▶ [Task details]:
The response should consist of the records that follow, repeated exactly.

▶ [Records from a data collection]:
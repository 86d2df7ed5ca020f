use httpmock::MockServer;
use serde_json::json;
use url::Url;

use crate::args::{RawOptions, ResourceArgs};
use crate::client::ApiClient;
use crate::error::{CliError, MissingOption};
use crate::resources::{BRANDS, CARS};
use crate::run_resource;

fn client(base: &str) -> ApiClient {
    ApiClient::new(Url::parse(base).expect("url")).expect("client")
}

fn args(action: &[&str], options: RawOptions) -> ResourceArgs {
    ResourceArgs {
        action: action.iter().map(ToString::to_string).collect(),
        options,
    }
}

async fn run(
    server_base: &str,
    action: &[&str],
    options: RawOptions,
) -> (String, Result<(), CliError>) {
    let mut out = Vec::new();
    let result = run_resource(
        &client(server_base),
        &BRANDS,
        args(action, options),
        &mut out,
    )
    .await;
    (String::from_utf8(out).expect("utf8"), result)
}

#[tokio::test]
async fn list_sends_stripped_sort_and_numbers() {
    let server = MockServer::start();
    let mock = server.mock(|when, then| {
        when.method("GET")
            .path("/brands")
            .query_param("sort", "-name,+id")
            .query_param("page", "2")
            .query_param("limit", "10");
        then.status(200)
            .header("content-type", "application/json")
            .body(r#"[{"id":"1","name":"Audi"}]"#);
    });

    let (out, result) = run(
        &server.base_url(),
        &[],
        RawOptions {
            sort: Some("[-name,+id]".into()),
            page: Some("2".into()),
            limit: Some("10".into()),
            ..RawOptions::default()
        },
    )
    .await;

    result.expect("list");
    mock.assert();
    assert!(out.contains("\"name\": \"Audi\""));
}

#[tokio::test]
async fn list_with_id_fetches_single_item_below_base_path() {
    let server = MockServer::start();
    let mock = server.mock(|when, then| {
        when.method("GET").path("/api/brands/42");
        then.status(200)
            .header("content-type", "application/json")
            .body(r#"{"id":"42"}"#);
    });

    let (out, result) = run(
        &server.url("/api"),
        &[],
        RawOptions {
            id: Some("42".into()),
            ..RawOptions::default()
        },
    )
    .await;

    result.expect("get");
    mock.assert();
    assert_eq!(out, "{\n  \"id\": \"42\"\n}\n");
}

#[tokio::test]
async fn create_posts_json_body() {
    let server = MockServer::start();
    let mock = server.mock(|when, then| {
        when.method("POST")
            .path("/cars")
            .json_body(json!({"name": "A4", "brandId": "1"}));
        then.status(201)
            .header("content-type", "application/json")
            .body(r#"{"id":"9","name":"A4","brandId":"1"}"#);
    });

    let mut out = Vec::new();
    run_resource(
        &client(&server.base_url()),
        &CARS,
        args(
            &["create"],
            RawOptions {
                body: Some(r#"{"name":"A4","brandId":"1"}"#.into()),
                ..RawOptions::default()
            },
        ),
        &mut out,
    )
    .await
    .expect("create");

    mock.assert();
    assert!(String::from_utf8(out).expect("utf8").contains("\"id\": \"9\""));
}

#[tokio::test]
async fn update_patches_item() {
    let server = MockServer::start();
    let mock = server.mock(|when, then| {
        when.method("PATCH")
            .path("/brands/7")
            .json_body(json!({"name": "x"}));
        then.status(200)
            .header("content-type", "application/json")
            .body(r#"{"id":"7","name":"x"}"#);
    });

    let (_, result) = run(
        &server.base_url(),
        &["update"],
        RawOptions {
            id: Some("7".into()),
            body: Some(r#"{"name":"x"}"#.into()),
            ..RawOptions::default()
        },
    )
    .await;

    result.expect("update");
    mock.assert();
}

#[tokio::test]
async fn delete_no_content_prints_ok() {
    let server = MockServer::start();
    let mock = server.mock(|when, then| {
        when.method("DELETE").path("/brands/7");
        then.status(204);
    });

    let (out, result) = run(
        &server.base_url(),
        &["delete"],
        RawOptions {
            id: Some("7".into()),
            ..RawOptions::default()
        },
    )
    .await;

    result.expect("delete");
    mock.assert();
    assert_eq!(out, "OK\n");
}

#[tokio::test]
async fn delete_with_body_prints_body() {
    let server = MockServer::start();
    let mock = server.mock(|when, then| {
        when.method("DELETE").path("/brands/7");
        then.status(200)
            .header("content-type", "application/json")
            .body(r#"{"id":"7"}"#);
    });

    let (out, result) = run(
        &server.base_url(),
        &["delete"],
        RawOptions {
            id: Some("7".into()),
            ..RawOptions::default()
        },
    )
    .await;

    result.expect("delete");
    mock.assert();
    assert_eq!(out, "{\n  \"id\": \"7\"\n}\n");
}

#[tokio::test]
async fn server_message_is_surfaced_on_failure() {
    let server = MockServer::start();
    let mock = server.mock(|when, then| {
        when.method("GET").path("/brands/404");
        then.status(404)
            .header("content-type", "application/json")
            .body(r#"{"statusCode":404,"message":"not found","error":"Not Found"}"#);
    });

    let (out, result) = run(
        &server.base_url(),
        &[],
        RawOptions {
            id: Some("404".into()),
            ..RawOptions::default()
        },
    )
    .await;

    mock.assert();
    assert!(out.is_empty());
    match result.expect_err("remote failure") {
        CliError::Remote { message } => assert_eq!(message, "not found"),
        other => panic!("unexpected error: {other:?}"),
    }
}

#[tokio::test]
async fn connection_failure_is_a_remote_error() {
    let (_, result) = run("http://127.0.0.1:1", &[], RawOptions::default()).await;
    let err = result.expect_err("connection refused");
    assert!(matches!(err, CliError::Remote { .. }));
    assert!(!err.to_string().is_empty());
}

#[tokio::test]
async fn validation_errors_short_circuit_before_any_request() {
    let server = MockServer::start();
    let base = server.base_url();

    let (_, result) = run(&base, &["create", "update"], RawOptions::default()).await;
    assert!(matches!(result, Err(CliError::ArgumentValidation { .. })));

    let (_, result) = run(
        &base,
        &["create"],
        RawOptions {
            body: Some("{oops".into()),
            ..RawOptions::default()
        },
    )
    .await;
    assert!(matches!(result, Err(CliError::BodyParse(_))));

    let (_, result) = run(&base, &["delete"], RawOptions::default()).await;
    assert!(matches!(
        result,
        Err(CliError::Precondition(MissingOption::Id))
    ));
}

▶ [Solution to the problem]:
repository 86d2df7ed5ca020f
use httpmock::MockServer;
use serde_json::json;
use url::Url;

use crate::args::{RawOptions, ResourceArgs};
use crate::client::ApiClient;
use crate::error::{CliError, MissingOption};
use crate::resources::{BRANDS, CARS};
use crate::run_resource;

fn client(base: &str) -> ApiClient {
    ApiClient::new(Url::parse(base).expect("url")).expect("client")
}

fn args(action: &[&str], options: RawOptions) -> ResourceArgs {
    ResourceArgs {
        action: action.iter().map(ToString::to_string).collect(),
        options,
    }
}

async fn run(
    server_base: &str,
    action: &[&str],
    options: RawOptions,
) -> (String, Result<(), CliError>) {
    let mut out = Vec::new();
    let result = run_resource(
        &client(server_base),
        &BRANDS,
        args(action, options),
        &mut out,
    )
    .await;
    (String::from_utf8(out).expect("utf8"), result)
}

#[tokio::test]
async fn list_sends_stripped_sort_and_numbers() {
    let server = MockServer::start();
    let mock = server.mock(|when, then| {
        when.method("GET")
            .path("/brands")
            .query_param("sort", "-name,+id")
            .query_param("page", "2")
            .query_param("limit", "10");
        then.status(200)
            .header("content-type", "application/json")
            .body(r#"[{"id":"1","name":"Audi"}]"#);
    });

    let (out, result) = run(
        &server.base_url(),
        &[],
        RawOptions {
            sort: Some("[-name,+id]".into()),
            page: Some("2".into()),
            limit: Some("10".into()),
            ..RawOptions::default()
        },
    )
    .await;

    result.expect("list");
    mock.assert();
    assert!(out.contains("\"name\": \"Audi\""));
}

#[tokio::test]
async fn list_with_id_fetches_single_item_below_base_path() {
    let server = MockServer::start();
    let mock = server.mock(|when, then| {
        when.method("GET").path("/api/brands/42");
        then.status(200)
            .header("content-type", "application/json")
            .body(r#"{"id":"42"}"#);
    });

    let (out, result) = run(
        &server.url("/api"),
        &[],
        RawOptions {
            id: Some("42".into()),
            ..RawOptions::default()
        },
    )
    .await;

    result.expect("get");
    mock.assert();
    assert_eq!(out, "{\n  \"id\": \"42\"\n}\n");
}

#[tokio::test]
async fn create_posts_json_body() {
    let server = MockServer::start();
    let mock = server.mock(|when, then| {
        when.method("POST")
            .path("/cars")
            .json_body(json!({"name": "A4", "brandId": "1"}));
        then.status(201)
            .header("content-type", "application/json")
            .body(r#"{"id":"9","name":"A4","brandId":"1"}"#);
    });

    let mut out = Vec::new();
    run_resource(
        &client(&server.base_url()),
        &CARS,
        args(
            &["create"],
            RawOptions {
                body: Some(r#"{"name":"A4","brandId":"1"}"#.into()),
                ..RawOptions::default()
            },
        ),
        &mut out,
    )
    .await
    .expect("create");

    mock.assert();
    assert!(String::from_utf8(out).expect("utf8").contains("\"id\": \"9\""));
}

#[tokio::test]
async fn update_patches_item() {
    let server = MockServer::start();
    let mock = server.mock(|when, then| {
        when.method("PATCH")
            .path("/brands/7")
            .json_body(json!({"name": "x"}));
        then.status(200)
            .header("content-type", "application/json")
            .body(r#"{"id":"7","name":"x"}"#);
    });

    let (_, result) = run(
        &server.base_url(),
        &["update"],
        RawOptions {
            id: Some("7".into()),
            body: Some(r#"{"name":"x"}"#.into()),
            ..RawOptions::default()
        },
    )
    .await;

    result.expect("update");
    mock.assert();
}

#[tokio::test]
async fn delete_no_content_prints_ok() {
    let server = MockServer::start();
    let mock = server.mock(|when, then| {
        when.method("DELETE").path("/brands/7");
        then.status(204);
    });

    let (out, result) = run(
        &server.base_url(),
        &["delete"],
        RawOptions {
            id: Some("7".into()),
            ..RawOptions::default()
        },
    )
    .await;

    result.expect("delete");
    mock.assert();
    assert_eq!(out, "OK\n");
}

#[tokio::test]
async fn delete_with_body_prints_body() {
    let server = MockServer::start();
    let mock = server.mock(|when, then| {
        when.method("DELETE").path("/brands/7");
        then.status(200)
            .header("content-type", "application/json")
            .body(r#"{"id":"7"}"#);
    });

    let (out, result) = run(
        &server.base_url(),
        &["delete"],
        RawOptions {
            id: Some("7".into()),
            ..RawOptions::default()
        },
    )
    .await;

    result.expect("delete");
    mock.assert();
    assert_eq!(out, "{\n  \"id\": \"7\"\n}\n");
}

#[tokio::test]
async fn server_message_is_surfaced_on_failure() {
    let server = MockServer::start();
    let mock = server.mock(|when, then| {
        when.method("GET").path("/brands/404");
        then.status(404)
            .header("content-type", "application/json")
            .body(r#"{"statusCode":404,"message":"not found","error":"Not Found"}"#);
    });

    let (out, result) = run(
        &server.base_url(),
        &[],
        RawOptions {
            id: Some("404".into()),
            ..RawOptions::default()
        },
    )
    .await;

    mock.assert();
    assert!(out.is_empty());
    match result.expect_err("remote failure") {
        CliError::Remote { message } => assert_eq!(message, "not found"),
        other => panic!("unexpected error: {other:?}"),
    }
}

#[tokio::test]
async fn connection_failure_is_a_remote_error() {
    let (_, result) = run("http://127.0.0.1:1", &[], RawOptions::default()).await;
    let err = result.expect_err("connection refused");
    assert!(matches!(err, CliError::Remote { .. }));
    assert!(!err.to_string().is_empty());
}

#[tokio::test]
async fn validation_errors_short_circuit_before_any_request() {
    let server = MockServer::start();
    let base = server.base_url();

    let (_, result) = run(&base, &["create", "update"], RawOptions::default()).await;
    assert!(matches!(result, Err(CliError::ArgumentValidation { .. })));

    let (_, result) = run(
        &base,
        &["create"],
        RawOptions {
            body: Some("{oops".into()),
            ..RawOptions::default()
        },
    )
    .await;
    assert!(matches!(result, Err(CliError::BodyParse(_))));

    let (_, result) = run(&base, &["delete"], RawOptions::default()).await;
    assert!(matches!(
        result,
        Err(CliError::Precondition(MissingOption::Id))
    ));
}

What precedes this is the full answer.